- WHAT IS REQUIRED -
Repeat each record that follows, keeping it identical.

- GIVEN DATA -
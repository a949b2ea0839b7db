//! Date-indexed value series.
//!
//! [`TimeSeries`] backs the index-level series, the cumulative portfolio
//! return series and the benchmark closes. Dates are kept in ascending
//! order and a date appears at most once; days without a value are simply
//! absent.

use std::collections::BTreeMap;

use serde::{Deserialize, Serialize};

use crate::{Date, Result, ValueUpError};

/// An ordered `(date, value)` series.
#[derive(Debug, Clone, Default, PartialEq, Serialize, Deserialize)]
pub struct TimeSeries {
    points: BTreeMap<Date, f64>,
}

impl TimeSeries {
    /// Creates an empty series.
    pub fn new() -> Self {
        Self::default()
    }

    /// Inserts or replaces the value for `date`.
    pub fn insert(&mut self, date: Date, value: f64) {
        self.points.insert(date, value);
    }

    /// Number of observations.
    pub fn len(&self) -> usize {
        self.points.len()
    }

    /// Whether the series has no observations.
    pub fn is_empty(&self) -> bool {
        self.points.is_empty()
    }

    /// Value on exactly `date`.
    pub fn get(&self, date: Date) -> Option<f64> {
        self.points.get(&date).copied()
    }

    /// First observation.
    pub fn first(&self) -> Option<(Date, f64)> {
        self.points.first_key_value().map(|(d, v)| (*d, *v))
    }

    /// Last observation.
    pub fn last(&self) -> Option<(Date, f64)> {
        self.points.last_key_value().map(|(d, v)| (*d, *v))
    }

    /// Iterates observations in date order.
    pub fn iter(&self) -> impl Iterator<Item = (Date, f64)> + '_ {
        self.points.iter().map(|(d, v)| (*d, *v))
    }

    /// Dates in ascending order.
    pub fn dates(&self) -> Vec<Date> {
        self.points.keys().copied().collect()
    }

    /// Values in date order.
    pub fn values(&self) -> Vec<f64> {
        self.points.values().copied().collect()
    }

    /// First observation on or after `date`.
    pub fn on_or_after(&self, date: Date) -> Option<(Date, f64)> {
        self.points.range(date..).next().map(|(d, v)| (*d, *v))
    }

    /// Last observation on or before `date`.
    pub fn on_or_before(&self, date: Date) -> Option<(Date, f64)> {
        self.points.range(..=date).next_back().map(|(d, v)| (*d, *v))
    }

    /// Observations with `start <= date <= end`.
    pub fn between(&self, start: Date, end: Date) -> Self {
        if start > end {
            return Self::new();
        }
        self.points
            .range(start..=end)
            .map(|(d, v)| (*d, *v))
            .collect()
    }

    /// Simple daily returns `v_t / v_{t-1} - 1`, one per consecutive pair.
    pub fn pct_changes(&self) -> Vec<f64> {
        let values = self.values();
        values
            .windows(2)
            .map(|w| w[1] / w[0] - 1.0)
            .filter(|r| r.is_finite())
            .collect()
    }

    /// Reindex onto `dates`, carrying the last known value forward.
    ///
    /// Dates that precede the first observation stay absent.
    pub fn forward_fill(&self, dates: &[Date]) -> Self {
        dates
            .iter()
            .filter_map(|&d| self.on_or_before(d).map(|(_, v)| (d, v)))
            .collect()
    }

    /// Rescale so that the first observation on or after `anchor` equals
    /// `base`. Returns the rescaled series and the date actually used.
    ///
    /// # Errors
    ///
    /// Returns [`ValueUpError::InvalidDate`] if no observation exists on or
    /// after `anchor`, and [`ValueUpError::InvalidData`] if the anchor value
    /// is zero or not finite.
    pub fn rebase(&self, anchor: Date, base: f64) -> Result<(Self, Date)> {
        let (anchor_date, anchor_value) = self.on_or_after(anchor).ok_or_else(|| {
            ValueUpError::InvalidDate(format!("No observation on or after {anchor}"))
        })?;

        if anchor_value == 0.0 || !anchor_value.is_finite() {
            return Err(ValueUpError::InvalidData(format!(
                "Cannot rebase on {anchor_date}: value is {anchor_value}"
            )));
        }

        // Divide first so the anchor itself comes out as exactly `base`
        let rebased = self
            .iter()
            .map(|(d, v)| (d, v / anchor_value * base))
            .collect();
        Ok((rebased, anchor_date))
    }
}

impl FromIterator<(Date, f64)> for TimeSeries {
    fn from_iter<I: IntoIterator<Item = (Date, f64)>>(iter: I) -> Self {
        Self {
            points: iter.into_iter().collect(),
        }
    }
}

- RESPONSE -
repository a949b2ea0839b7db
//! Date-indexed value series.
//!
//! [`TimeSeries`] backs the index-level series, the cumulative portfolio
//! return series and the benchmark closes. Dates are kept in ascending
//! order and a date appears at most once; days without a value are simply
//! absent.

use std::collections::BTreeMap;

use serde::{Deserialize, Serialize};

use crate::{Date, Result, ValueUpError};

/// An ordered `(date, value)` series.
#[derive(Debug, Clone, Default, PartialEq, Serialize, Deserialize)]
pub struct TimeSeries {
    points: BTreeMap<Date, f64>,
}

impl TimeSeries {
    /// Creates an empty series.
    pub fn new() -> Self {
        Self::default()
    }

    /// Inserts or replaces the value for `date`.
    pub fn insert(&mut self, date: Date, value: f64) {
        self.points.insert(date, value);
    }

    /// Number of observations.
    pub fn len(&self) -> usize {
        self.points.len()
    }

    /// Whether the series has no observations.
    pub fn is_empty(&self) -> bool {
        self.points.is_empty()
    }

    /// Value on exactly `date`.
    pub fn get(&self, date: Date) -> Option<f64> {
        self.points.get(&date).copied()
    }

    /// First observation.
    pub fn first(&self) -> Option<(Date, f64)> {
        self.points.first_key_value().map(|(d, v)| (*d, *v))
    }

    /// Last observation.
    pub fn last(&self) -> Option<(Date, f64)> {
        self.points.last_key_value().map(|(d, v)| (*d, *v))
    }

    /// Iterates observations in date order.
    pub fn iter(&self) -> impl Iterator<Item = (Date, f64)> + '_ {
        self.points.iter().map(|(d, v)| (*d, *v))
    }

    /// Dates in ascending order.
    pub fn dates(&self) -> Vec<Date> {
        self.points.keys().copied().collect()
    }

    /// Values in date order.
    pub fn values(&self) -> Vec<f64> {
        self.points.values().copied().collect()
    }

    /// First observation on or after `date`.
    pub fn on_or_after(&self, date: Date) -> Option<(Date, f64)> {
        self.points.range(date..).next().map(|(d, v)| (*d, *v))
    }

    /// Last observation on or before `date`.
    pub fn on_or_before(&self, date: Date) -> Option<(Date, f64)> {
        self.points.range(..=date).next_back().map(|(d, v)| (*d, *v))
    }

    /// Observations with `start <= date <= end`.
    pub fn between(&self, start: Date, end: Date) -> Self {
        if start > end {
            return Self::new();
        }
        self.points
            .range(start..=end)
            .map(|(d, v)| (*d, *v))
            .collect()
    }

    /// Simple daily returns `v_t / v_{t-1} - 1`, one per consecutive pair.
    pub fn pct_changes(&self) -> Vec<f64> {
        let values = self.values();
        values
            .windows(2)
            .map(|w| w[1] / w[0] - 1.0)
            .filter(|r| r.is_finite())
            .collect()
    }

    /// Reindex onto `dates`, carrying the last known value forward.
    ///
    /// Dates that precede the first observation stay absent.
    pub fn forward_fill(&self, dates: &[Date]) -> Self {
        dates
            .iter()
            .filter_map(|&d| self.on_or_before(d).map(|(_, v)| (d, v)))
            .collect()
    }

    /// Rescale so that the first observation on or after `anchor` equals
    /// `base`. Returns the rescaled series and the date actually used.
    ///
    /// # Errors
    ///
    /// Returns [`ValueUpError::InvalidDate`] if no observation exists on or
    /// after `anchor`, and [`ValueUpError::InvalidData`] if the anchor value
    /// is zero or not finite.
    pub fn rebase(&self, anchor: Date, base: f64) -> Result<(Self, Date)> {
        let (anchor_date, anchor_value) = self.on_or_after(anchor).ok_or_else(|| {
            ValueUpError::InvalidDate(format!("No observation on or after {anchor}"))
        })?;

        if anchor_value == 0.0 || !anchor_value.is_finite() {
            return Err(ValueUpError::InvalidData(format!(
                "Cannot rebase on {anchor_date}: value is {anchor_value}"
            )));
        }

        // Divide first so the anchor itself comes out as exactly `base`
        let rebased = self
            .iter()
            .map(|(d, v)| (d, v / anchor_value * base))
            .collect();
        Ok((rebased, anchor_date))
    }
}

impl FromIterator<(Date, f64)> for TimeSeries {
    fn from_iter<I: IntoIterator<Item = (Date, f64)>>(iter: I) -> Self {
        Self {
            points: iter.into_iter().collect(),
        }
    }
}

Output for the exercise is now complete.